In refusing to give up its patent on a drug that would be used against a possible worldwide flu pandemic, the drug company Roche is putting at risk millions of lives for the sake of its company’s profits, according to a New York Times report.

Though Tamiflu, the only drug that has been produced to counter the fast-spreading avian flu, has not been proven completely effective, Roche should allow other drug manufacturers to produce a generic version, since its own manufacturing plants are not capable of handling the amount being demanded.

The Bush administration is placing the avian flu risk on its list of top priorities, and it should further pressure Roche to release its patent to other drug manufacturers, with the cooperation of the World Health Organization.

United Nations Secretary General Kofi Annan should not have stopped short of calling for compulsory licensing by Roche, and should enlist the help of world leaders in pressuring the Swiss company.

In the first half of 2005, Roche profited $450 million from sales of Tamiflu, according to the Times report, and not agreeing to release its patent can only result from an act of greed and lack of sympathy for the lives of others.

It reflects a similar attitude of drug companies in the 1990s, some of which received major profits from sales of expensive HIV and AIDS drugs because they refused to release their patents.

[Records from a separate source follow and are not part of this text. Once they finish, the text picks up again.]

#[cfg(test)]
mod tests {
    use std::time::Duration;

    use bytes::Bytes;
    use mux_proto::Headers;

    use super::*;
    use crate::body::BodySource;
    use crate::config::ResponseMode;
    use crate::event::SessionEvent;
    use crate::mock::{MockConnector, Script, settle};

    fn executor(connector: &MockConnector) -> RequestExecutor<MockConnector> {
        RequestExecutor::new(SessionPool::new(connector.clone()), ClientConfig::default())
    }

    fn authority() -> Authority {
        Authority::from("mock://origin")
    }

    fn respond(content_type: &str, chunks: &[&'static str]) -> Script {
        Script::Respond {
            headers: Headers::from([(":status", "200"), ("content-type", content_type)]),
            chunks: chunks.iter().map(|c| Bytes::from_static(c.as_bytes())).collect(),
        }
    }

    #[tokio::test]
    async fn buffered_response_concatenates_chunks() {
        let connector = MockConnector::with_script(respond("text/plain", &["hel", "lo ", "world"]));
        let executor = executor(&connector);

        let response = executor
            .execute(&authority(), RequestParams::new().header(":path", "/"))
            .await
            .expect("request should succeed");

        assert_eq!(response.status(), Some(200));
        assert!(!response.is_streaming());
        assert_eq!(response.bytes().await.unwrap(), "hello world");
    }

    #[tokio::test]
    async fn request_headers_and_body_reach_the_stream() {
        let connector = MockConnector::with_script(Script::Echo);
        let executor = executor(&connector);

        executor
            .execute(
                &authority(),
                RequestParams::new()
                    .header(":method", "POST")
                    .body("payload"),
            )
            .await
            .unwrap();

        let log = connector.session(0).stream_log(0);
        assert_eq!(log.headers.get(":method"), Some("POST"));
        assert_eq!(log.written, "payload");
        assert!(log.ended);
    }

    #[tokio::test]
    async fn streaming_mode_hands_over_undrained_stream() {
        let connector = MockConnector::with_script(respond("application/json", &["a", "b"]));
        let executor = executor(&connector);

        let response = executor
            .execute(
                &authority(),
                RequestParams::new().mode(ResponseMode::Streaming),
            )
            .await
            .unwrap();

        assert!(response.is_streaming());
        let mut body = response.into_stream().expect("streaming body");
        assert_eq!(body.next_chunk().await.unwrap().unwrap(), "a");
        assert_eq!(body.next_chunk().await.unwrap().unwrap(), "b");
        assert!(body.next_chunk().await.unwrap().is_none());
        assert!(body.is_finished());
    }

    #[tokio::test]
    async fn content_type_mode_streams_event_streams_only() {
        let connector = MockConnector::with_script(respond("text/event-stream", &["data: 1\n\n"]));
        let executor = RequestExecutor::new(
            SessionPool::new(connector.clone()),
            ClientConfig::default().with_response_mode(ResponseMode::ContentType),
        );

        let response = executor.execute(&authority(), RequestParams::new()).await.unwrap();
        assert!(response.is_streaming());
        assert_eq!(response.text().await.unwrap(), "data: 1\n\n");
    }

    #[tokio::test]
    async fn body_waits_for_ready_when_id_is_deferred() {
        let connector = MockConnector::with_script(Script::Echo);
        let executor = executor(&connector);

        let response = executor
            .execute(&authority(), RequestParams::new().body("deferred"))
            .await
            .unwrap();
        assert_eq!(response.bytes().await.unwrap(), "deferred");
    }

    #[tokio::test]
    async fn body_sent_at_once_when_id_is_assigned() {
        let connector = MockConnector::with_script(Script::Echo).ready_immediately();
        let executor = executor(&connector);

        let response = executor
            .execute(&authority(), RequestParams::new().body(vec![1u8, 2, 3]))
            .await
            .unwrap();
        assert_eq!(response.bytes().await.unwrap(), Bytes::from_static(&[1, 2, 3]));
    }

    #[tokio::test]
    async fn piped_body_is_sent_in_order_then_ended() {
        let connector = MockConnector::with_script(Script::Echo);
        let executor = executor(&connector);

        let (tx, source) = BodySource::channel(4);
        let feeder = tokio::spawn(async move {
            for chunk in ["one ", "two ", "three"] {
                tx.send(chunk).await.unwrap();
            }
        });

        let response = executor
            .execute(&authority(), RequestParams::new().body(source))
            .await
            .unwrap();
        feeder.await.unwrap();

        assert_eq!(response.bytes().await.unwrap(), "one two three");
        assert!(connector.session(0).stream_log(0).ended);
    }

    #[tokio::test]
    async fn failing_body_source_fails_request_and_closes_stream() {
        let connector = MockConnector::with_script(Script::Silent);
        let executor = executor(&connector);

        let (tx, source) = BodySource::channel(1);
        tx.abort(std::io::Error::other("disk gone")).await;

        let err = executor
            .execute(&authority(), RequestParams::new().body(source))
            .await
            .unwrap_err();

        assert!(matches!(err, ClientError::Stream(TransportError::StreamIo(_))));
        assert!(connector.session(0).stream_log(0).closed);
    }

    #[tokio::test]
    async fn idle_stream_times_out_and_is_closed() {
        let connector = MockConnector::with_script(Script::Silent);
        let executor = executor(&connector);
        let started = tokio::time::Instant::now();

        let err = executor
            .execute(
                &authority(),
                RequestParams::new().timeout(Duration::from_millis(50)),
            )
            .await
            .unwrap_err();

        assert!(started.elapsed() >= Duration::from_millis(50));
        assert_eq!(err.name(), "TimeoutError");
        assert_eq!(
            err.to_string(),
            "Stream timed out because of no activity for 50 ms"
        );
        assert!(connector.session(0).stream_log(0).closed);
        // A stream timeout does not poison the session.
        assert!(executor.pool().contains(&authority()));
    }

    #[tokio::test]
    async fn stalled_upload_still_times_out() {
        let connector = MockConnector::with_script(Script::Silent).stall_writes();
        let executor = executor(&connector);

        let result = tokio::time::timeout(
            Duration::from_secs(5),
            executor.execute(
                &authority(),
                RequestParams::new()
                    .body(vec![7u8; 256 * 1024])
                    .timeout(Duration::from_millis(50)),
            ),
        )
        .await
        .expect("guard should fire while the write is pending");

        let err = result.unwrap_err();
        assert!(err.is_timeout());
        assert!(connector.session(0).stream_log(0).closed);
    }

    #[tokio::test]
    async fn early_response_is_seen_while_upload_is_stalled() {
        let connector = MockConnector::with_script(Script::Respond {
            headers: Headers::from([(":status", "413")]),
            chunks: vec![Bytes::from_static(b"too large")],
        })
        .stall_writes();
        let executor = executor(&connector);

        let response = tokio::time::timeout(
            Duration::from_secs(5),
            executor.execute(&authority(), RequestParams::new().body(vec![0u8; 1024])),
        )
        .await
        .expect("response should not wait for the upload")
        .unwrap();

        assert_eq!(response.status(), Some(413));
        assert_eq!(response.bytes().await.unwrap(), "too large");
    }

    #[tokio::test]
    async fn streaming_response_is_handed_over_while_body_uploads() {
        let connector = MockConnector::with_script(respond("application/json", &["a"]));
        let executor = executor(&connector);
        let (tx, source) = BodySource::channel(1);

        let response = tokio::time::timeout(
            Duration::from_secs(5),
            executor.execute(
                &authority(),
                RequestParams::new()
                    .mode(ResponseMode::Streaming)
                    .body(source),
            ),
        )
        .await
        .expect("handover should not wait for the body")
        .unwrap();

        let mut body = response.into_stream().expect("streaming body");
        assert!(body.is_uploading());
        assert_eq!(body.next_chunk().await.unwrap().unwrap(), "a");
        assert!(body.next_chunk().await.unwrap().is_none());

        tx.send("late").await.unwrap();
        drop(tx);
        settle().await;

        let log = connector.session(0).stream_log(0);
        assert_eq!(log.written, "late");
        assert!(log.ended);
        assert!(!body.is_uploading());
    }

    #[tokio::test]
    async fn zero_timeout_disables_the_guard() {
        let connector = MockConnector::with_script(Script::Silent);
        let executor = executor(&connector);

        let raced = tokio::time::timeout(
            Duration::from_millis(100),
            executor.execute(&authority(), RequestParams::new().timeout(Duration::ZERO)),
        )
        .await;
        assert!(raced.is_err(), "a zero timeout must not fire");
    }

    #[tokio::test]
    async fn session_gone_at_stream_open_is_a_session_failure() {
        let connector = MockConnector::with_script(Script::Silent).refuse_streams();
        let executor = executor(&connector);

        let err = executor
            .execute(&authority(), RequestParams::new())
            .await
            .unwrap_err();
        assert!(matches!(err, ClientError::Session(SessionFailure::Closed)));
        assert_eq!(err.name(), "SessionFailure");
    }

    #[tokio::test]
    async fn timeout_has_no_effect_after_response() {
        let connector = MockConnector::with_script(respond("text/plain", &["fast"]));
        let executor = executor(&connector);

        let response = executor
            .execute(
                &authority(),
                RequestParams::new().timeout(Duration::from_millis(20)),
            )
            .await
            .unwrap();
        tokio::time::sleep(Duration::from_millis(40)).await;
        assert_eq!(response.bytes().await.unwrap(), "fast");
    }

    #[tokio::test]
    async fn stream_error_surfaces_raw_transport_error() {
        let connector = MockConnector::with_script(Script::Fail(TransportError::Reset(8)));
        let executor = executor(&connector);

        let err = executor
            .execute(&authority(), RequestParams::new())
            .await
            .unwrap_err();
        assert!(matches!(err, ClientError::Stream(TransportError::Reset(8))));
        assert_eq!(err.name(), "StreamFailure");
    }

    #[tokio::test]
    async fn session_failure_rejects_before_opening_a_stream() {
        let connector = MockConnector::manual();
        let executor = executor(&connector);

        let authority = authority();
        let (result, ()) = tokio::join!(
            executor.execute(&authority, RequestParams::new()),
            async {
                settle().await;
                connector
                    .session(0)
                    .emit(SessionEvent::GoAway { code: 0 });
            }
        );

        let err = result.unwrap_err();
        assert_eq!(err.name(), "SessionFailure");
        assert_eq!(connector.session(0).stream_count(), 0);
    }
}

Reports have also emerged that Taiwanese scientists are capable of producing a drug with the same effects as Tamiflu, but are refusing to do so out of respect for Roche’s intellectual property.

While drug companies like Roche need money to invest into research for the next generation of advanced drugs, they should not put millions of lives at risk in the process, or make drugs unaffordable to the poor, as they are doing right now.